_Exercise prompt_
For the word "TraceId", search the records and show each line in which it occurs.

Collected data
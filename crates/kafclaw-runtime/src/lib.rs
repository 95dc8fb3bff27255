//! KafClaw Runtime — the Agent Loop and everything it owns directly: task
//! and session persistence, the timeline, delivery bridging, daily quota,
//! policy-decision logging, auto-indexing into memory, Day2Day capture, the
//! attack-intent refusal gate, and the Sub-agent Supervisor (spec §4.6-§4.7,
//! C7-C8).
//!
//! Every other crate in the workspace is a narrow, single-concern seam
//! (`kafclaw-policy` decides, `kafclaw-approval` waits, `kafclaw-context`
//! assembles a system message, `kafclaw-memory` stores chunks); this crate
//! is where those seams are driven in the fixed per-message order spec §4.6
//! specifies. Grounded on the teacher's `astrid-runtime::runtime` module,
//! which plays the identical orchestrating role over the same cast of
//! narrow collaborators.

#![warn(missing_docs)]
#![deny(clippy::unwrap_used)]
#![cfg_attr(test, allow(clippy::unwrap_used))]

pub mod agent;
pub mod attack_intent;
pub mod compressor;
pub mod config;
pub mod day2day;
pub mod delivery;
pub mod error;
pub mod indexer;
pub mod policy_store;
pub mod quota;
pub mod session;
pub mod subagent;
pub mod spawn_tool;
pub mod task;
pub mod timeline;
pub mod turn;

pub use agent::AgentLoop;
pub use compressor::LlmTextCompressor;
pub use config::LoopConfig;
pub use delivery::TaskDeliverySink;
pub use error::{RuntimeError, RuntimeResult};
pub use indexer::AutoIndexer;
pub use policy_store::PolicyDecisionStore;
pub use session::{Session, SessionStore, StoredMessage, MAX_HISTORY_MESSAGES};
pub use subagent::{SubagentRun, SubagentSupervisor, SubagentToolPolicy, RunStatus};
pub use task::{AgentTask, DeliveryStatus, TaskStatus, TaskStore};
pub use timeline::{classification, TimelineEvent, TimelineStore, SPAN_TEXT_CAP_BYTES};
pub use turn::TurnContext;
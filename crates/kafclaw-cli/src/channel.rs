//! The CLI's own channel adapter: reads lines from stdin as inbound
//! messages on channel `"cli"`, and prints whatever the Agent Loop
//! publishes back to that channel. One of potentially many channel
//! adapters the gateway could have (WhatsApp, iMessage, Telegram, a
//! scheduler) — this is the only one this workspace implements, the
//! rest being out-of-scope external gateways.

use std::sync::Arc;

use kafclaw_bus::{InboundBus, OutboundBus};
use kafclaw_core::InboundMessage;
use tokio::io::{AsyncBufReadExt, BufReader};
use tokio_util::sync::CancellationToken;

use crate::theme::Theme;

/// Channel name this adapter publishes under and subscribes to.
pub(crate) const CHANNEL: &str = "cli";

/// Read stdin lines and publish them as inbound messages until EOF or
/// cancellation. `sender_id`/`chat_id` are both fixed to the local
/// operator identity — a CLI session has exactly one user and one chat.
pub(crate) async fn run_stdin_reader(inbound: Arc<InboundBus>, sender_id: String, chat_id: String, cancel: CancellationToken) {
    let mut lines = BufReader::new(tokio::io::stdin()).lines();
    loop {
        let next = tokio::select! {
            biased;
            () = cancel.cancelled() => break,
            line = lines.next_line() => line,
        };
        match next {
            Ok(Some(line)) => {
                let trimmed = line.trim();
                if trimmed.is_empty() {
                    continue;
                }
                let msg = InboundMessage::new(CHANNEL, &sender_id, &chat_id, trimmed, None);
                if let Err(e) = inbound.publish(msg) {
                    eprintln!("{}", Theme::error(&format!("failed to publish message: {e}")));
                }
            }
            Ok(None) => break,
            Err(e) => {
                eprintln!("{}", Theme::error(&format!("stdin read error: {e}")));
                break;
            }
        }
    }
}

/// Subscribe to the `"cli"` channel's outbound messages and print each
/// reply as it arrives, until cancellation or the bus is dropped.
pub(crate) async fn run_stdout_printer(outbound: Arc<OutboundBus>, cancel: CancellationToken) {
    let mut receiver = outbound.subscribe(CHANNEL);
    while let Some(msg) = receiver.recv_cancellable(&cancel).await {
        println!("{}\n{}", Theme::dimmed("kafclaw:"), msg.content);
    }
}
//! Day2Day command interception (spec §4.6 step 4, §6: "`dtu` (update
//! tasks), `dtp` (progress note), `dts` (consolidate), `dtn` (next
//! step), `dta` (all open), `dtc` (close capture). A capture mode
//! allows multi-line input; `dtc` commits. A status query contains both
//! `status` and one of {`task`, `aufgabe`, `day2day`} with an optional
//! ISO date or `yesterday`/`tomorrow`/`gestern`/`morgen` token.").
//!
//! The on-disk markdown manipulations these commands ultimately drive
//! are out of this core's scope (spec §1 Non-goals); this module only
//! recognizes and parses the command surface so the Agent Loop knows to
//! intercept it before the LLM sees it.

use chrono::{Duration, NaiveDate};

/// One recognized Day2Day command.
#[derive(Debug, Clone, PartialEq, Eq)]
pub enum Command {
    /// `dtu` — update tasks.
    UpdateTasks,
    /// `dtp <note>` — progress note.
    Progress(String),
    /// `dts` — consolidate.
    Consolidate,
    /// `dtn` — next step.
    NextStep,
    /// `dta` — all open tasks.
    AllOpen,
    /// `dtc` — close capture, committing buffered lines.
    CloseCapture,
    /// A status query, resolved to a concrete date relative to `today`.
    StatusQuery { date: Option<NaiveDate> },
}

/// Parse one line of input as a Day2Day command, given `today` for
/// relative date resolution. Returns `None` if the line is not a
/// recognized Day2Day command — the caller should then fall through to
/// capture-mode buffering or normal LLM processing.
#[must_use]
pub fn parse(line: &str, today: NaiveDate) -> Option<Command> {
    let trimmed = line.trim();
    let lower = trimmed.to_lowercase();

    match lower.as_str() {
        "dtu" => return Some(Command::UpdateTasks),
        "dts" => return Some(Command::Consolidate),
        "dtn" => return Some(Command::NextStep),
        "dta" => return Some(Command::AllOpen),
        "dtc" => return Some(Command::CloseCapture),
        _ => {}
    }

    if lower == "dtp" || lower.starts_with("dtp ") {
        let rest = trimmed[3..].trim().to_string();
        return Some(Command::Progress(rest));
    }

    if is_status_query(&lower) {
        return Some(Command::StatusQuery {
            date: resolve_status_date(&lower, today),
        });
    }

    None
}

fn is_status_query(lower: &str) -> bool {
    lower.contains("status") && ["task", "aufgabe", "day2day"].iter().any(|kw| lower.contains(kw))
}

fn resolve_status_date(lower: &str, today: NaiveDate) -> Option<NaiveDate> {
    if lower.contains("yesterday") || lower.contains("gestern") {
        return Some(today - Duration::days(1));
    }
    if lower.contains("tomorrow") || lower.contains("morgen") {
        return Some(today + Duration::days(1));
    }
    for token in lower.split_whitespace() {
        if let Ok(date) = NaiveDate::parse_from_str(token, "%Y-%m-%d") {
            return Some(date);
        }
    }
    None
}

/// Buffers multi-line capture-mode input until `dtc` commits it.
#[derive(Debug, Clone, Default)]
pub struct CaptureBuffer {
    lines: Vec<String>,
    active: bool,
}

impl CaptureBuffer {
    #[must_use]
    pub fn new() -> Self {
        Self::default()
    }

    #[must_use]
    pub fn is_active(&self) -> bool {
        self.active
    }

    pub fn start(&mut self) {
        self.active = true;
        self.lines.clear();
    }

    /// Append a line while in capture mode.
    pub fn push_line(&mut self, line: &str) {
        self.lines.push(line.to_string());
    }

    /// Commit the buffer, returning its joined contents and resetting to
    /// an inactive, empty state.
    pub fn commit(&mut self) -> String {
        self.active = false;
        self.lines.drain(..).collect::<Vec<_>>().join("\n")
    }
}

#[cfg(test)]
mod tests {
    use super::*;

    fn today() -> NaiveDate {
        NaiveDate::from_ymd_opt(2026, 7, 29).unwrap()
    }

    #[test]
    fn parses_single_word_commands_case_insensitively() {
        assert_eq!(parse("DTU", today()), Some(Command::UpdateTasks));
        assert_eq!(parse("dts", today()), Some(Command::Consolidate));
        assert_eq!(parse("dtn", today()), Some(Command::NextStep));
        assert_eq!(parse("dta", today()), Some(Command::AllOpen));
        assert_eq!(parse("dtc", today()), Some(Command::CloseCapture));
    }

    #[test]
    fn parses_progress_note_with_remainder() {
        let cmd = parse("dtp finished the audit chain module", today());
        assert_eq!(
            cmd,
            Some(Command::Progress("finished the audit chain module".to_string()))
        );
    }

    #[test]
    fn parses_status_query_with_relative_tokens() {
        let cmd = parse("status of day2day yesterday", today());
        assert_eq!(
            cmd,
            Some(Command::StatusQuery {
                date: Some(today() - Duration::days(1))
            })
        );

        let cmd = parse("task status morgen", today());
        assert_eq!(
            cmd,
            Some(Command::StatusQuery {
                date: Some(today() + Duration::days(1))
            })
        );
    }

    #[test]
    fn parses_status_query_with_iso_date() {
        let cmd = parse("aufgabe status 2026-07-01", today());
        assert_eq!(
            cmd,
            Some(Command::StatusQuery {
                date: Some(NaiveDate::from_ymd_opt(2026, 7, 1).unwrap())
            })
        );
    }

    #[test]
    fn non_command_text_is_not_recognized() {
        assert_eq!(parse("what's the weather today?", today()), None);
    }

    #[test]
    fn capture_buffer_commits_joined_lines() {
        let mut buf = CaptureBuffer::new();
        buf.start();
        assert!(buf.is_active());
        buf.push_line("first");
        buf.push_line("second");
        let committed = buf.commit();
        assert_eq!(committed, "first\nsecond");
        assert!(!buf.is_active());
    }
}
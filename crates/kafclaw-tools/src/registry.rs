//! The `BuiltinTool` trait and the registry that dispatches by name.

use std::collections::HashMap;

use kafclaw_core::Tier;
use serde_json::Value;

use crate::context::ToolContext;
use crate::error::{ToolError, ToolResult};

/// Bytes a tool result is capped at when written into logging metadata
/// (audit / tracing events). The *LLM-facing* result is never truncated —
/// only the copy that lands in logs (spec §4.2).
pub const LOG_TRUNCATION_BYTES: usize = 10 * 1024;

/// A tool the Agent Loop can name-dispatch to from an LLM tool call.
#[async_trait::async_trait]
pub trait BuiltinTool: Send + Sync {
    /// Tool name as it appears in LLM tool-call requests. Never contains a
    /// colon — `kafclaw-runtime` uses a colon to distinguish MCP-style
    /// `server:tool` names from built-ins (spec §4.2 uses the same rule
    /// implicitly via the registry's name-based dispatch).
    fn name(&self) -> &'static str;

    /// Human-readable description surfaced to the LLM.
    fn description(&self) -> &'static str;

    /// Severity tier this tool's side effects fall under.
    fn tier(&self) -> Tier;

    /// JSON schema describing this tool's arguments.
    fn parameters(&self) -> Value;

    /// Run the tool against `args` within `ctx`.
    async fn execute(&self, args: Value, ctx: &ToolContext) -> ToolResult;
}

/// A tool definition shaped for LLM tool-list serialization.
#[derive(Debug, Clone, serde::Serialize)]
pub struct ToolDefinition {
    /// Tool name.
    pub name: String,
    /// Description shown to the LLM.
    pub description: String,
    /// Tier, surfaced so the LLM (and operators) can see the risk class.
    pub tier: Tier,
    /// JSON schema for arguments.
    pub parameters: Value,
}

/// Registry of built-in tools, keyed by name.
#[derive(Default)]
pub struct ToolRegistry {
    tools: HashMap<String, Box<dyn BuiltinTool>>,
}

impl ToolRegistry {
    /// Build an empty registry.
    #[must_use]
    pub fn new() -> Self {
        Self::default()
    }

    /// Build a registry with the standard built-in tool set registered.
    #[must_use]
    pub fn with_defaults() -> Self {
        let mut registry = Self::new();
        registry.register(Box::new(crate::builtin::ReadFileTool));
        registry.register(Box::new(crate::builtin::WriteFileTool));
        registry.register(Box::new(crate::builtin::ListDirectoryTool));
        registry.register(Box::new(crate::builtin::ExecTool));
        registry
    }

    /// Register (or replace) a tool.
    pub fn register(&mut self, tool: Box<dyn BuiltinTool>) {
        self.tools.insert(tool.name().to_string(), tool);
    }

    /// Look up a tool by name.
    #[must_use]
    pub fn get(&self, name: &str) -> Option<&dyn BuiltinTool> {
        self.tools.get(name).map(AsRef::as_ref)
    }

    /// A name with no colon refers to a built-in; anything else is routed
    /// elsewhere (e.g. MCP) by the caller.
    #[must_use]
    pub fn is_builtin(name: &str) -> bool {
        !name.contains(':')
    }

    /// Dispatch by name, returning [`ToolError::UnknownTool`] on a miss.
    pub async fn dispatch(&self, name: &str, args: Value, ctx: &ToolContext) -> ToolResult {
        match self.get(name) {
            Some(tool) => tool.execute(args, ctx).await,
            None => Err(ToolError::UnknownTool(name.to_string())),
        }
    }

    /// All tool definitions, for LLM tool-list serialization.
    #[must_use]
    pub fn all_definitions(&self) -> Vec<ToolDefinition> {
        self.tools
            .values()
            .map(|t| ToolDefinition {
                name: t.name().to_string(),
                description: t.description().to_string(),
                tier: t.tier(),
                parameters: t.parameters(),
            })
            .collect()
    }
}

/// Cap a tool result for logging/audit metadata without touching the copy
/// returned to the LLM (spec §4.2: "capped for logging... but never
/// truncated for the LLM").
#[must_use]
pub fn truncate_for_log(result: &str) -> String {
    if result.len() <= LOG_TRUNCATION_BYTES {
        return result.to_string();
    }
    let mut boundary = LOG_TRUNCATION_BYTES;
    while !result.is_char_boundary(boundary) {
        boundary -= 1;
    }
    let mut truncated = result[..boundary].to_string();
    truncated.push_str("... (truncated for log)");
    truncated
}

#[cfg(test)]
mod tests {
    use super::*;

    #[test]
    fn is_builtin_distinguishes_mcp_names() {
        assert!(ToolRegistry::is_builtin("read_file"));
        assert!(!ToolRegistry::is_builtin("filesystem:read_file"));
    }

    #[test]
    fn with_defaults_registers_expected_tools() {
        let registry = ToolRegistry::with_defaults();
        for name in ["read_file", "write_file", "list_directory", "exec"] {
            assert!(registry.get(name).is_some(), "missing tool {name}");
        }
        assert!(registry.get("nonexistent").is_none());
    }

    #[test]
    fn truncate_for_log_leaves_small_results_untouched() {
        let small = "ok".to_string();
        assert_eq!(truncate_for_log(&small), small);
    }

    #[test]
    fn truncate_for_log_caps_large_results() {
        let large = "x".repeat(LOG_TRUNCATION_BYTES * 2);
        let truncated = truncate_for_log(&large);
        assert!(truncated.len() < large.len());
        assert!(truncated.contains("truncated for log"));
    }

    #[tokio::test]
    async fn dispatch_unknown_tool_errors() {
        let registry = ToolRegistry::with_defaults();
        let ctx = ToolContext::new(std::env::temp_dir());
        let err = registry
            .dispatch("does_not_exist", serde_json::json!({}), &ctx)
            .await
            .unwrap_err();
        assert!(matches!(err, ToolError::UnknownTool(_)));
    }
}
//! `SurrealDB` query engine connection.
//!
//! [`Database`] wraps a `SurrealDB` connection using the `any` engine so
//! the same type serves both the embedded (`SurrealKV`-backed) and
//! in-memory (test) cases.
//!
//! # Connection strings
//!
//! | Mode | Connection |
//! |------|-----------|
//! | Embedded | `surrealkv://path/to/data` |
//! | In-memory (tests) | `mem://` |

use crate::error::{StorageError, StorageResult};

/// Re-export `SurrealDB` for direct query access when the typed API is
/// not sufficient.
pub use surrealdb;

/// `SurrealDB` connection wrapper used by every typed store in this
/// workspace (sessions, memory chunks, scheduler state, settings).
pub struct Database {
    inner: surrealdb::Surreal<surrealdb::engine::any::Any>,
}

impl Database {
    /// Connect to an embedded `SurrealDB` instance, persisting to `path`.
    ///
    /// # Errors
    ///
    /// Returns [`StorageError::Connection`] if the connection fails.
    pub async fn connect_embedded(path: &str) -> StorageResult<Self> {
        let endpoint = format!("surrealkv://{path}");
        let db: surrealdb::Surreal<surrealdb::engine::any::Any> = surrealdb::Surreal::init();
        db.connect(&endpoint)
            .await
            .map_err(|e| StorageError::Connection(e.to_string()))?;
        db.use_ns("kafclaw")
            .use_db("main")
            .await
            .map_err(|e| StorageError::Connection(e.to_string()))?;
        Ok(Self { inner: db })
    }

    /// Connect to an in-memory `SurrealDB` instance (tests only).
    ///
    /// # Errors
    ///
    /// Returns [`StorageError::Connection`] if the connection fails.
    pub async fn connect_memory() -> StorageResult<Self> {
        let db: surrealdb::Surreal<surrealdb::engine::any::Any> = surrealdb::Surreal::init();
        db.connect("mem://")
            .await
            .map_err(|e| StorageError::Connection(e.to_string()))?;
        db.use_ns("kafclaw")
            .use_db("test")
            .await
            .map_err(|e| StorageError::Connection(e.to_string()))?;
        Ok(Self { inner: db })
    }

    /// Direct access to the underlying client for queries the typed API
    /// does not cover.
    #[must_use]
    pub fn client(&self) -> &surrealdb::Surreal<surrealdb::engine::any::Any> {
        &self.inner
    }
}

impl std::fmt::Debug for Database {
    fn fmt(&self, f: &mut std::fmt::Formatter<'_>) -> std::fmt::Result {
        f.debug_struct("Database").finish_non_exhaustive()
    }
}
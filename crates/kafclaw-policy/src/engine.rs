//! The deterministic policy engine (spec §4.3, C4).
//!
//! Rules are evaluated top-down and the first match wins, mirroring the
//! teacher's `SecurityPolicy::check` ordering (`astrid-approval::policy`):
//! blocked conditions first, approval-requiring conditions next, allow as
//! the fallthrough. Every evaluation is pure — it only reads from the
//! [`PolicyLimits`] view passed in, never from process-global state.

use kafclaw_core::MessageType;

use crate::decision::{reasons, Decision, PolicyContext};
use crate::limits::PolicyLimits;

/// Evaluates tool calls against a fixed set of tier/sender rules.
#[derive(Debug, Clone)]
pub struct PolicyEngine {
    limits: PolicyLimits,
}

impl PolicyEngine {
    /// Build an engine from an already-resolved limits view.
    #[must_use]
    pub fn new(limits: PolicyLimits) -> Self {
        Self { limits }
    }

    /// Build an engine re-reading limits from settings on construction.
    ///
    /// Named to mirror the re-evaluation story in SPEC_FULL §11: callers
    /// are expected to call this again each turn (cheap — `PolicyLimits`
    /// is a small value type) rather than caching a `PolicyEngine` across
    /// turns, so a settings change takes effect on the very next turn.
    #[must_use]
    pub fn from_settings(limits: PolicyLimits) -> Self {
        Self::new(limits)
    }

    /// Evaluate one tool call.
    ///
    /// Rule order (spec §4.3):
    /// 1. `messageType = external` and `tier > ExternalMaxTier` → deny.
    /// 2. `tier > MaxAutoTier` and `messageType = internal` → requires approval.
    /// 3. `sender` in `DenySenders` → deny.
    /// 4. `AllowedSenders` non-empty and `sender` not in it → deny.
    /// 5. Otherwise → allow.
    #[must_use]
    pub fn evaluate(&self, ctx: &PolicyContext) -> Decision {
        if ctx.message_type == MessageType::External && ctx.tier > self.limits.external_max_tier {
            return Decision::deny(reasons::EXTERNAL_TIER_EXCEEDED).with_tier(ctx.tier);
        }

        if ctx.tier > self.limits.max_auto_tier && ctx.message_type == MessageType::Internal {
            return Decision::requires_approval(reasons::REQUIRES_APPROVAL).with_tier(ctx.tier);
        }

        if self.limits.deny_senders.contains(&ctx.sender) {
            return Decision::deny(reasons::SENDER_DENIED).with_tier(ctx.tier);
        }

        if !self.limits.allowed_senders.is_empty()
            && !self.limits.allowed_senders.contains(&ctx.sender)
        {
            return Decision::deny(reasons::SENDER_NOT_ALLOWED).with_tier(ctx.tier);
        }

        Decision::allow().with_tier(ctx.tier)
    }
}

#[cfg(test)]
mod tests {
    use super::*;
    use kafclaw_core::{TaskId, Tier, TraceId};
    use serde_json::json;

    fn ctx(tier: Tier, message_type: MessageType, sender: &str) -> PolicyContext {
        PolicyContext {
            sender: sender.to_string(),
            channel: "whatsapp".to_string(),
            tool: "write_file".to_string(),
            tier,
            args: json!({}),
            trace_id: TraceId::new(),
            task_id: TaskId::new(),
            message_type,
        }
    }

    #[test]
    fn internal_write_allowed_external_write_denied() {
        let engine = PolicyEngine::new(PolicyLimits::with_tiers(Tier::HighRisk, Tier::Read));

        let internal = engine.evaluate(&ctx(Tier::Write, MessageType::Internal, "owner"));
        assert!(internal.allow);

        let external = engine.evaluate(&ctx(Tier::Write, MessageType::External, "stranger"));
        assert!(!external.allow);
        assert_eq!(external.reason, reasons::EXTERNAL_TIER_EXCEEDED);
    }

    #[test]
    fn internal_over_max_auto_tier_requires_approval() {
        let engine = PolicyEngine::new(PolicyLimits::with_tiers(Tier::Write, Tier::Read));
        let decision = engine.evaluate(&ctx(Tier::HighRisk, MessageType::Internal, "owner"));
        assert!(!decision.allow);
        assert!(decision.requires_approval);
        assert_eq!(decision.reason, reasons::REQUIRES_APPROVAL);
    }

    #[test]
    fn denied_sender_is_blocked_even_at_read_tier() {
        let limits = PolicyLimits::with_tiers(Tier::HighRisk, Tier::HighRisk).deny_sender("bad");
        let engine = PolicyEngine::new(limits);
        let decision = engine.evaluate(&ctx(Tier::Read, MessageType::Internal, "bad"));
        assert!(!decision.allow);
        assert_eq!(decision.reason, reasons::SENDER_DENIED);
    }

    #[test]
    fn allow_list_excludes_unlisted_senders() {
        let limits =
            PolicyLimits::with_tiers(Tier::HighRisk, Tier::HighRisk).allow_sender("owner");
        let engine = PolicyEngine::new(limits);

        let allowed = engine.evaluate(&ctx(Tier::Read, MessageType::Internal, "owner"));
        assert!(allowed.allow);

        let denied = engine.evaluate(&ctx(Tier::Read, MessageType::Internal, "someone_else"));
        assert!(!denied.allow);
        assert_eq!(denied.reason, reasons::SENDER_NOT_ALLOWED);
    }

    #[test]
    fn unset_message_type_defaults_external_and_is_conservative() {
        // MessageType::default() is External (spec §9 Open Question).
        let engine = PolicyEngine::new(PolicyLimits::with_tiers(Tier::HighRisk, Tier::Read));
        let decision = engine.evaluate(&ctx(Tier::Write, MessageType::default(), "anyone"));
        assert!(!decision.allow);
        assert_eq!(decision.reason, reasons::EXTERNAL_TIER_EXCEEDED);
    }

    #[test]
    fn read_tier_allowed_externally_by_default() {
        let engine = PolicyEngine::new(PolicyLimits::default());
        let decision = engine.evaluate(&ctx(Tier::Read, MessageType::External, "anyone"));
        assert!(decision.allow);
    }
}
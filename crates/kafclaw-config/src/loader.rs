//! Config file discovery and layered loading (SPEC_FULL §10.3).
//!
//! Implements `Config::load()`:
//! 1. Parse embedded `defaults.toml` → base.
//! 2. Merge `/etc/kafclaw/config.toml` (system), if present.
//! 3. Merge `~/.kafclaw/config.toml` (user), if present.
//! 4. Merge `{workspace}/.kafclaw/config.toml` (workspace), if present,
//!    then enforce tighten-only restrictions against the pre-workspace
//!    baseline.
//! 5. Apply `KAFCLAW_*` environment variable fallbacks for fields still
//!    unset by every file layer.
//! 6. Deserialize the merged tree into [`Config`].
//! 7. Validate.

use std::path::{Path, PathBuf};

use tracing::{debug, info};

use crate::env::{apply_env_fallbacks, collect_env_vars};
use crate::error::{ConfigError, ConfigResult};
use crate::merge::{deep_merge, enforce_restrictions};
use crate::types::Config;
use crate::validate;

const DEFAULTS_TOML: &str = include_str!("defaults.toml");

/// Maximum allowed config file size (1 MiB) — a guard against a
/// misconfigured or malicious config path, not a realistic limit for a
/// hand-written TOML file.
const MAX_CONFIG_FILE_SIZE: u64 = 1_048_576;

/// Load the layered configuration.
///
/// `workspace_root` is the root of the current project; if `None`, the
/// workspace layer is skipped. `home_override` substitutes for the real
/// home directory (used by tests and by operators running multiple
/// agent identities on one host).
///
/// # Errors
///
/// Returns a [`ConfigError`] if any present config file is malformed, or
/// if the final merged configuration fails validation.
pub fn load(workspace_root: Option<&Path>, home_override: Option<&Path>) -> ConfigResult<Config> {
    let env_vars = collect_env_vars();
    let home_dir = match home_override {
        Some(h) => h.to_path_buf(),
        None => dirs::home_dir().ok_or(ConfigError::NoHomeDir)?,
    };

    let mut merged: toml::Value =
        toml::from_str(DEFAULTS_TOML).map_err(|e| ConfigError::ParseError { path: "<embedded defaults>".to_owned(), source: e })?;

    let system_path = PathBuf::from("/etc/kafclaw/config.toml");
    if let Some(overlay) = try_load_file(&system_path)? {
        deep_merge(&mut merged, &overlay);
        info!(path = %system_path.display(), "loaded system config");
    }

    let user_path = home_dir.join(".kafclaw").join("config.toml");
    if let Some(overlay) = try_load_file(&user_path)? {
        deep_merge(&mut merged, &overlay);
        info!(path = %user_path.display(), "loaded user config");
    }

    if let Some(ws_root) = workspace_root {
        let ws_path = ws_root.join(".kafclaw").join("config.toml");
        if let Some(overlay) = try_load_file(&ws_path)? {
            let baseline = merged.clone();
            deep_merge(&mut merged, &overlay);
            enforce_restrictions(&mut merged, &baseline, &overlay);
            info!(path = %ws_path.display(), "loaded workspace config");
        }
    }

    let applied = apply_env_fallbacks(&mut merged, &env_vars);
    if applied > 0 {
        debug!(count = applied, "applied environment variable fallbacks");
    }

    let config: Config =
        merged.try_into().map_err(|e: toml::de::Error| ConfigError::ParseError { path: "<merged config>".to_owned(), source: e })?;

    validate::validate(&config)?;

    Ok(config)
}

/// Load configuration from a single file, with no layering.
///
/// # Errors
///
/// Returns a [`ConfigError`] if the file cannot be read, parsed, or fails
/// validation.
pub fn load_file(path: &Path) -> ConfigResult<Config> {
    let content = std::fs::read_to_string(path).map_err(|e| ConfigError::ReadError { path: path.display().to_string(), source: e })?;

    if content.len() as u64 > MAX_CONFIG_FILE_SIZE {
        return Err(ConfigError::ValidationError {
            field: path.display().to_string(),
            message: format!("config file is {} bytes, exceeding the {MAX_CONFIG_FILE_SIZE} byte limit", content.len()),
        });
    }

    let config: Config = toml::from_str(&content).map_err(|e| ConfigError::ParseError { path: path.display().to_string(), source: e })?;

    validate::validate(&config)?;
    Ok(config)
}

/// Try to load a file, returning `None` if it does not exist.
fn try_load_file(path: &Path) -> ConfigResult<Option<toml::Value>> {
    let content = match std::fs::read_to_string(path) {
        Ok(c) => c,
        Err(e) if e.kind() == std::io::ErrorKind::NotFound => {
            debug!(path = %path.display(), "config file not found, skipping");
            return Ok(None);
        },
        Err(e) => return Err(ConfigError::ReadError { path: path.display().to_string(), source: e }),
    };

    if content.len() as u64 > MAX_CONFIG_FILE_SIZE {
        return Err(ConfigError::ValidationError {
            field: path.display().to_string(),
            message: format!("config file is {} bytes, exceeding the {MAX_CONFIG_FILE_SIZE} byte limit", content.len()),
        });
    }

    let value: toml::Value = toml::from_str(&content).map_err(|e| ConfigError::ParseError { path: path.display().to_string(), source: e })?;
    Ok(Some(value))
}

_Problem solution_
    use kafclaw_core::{TaskId, Tier, TraceId};
            trace_id: TraceId::new(),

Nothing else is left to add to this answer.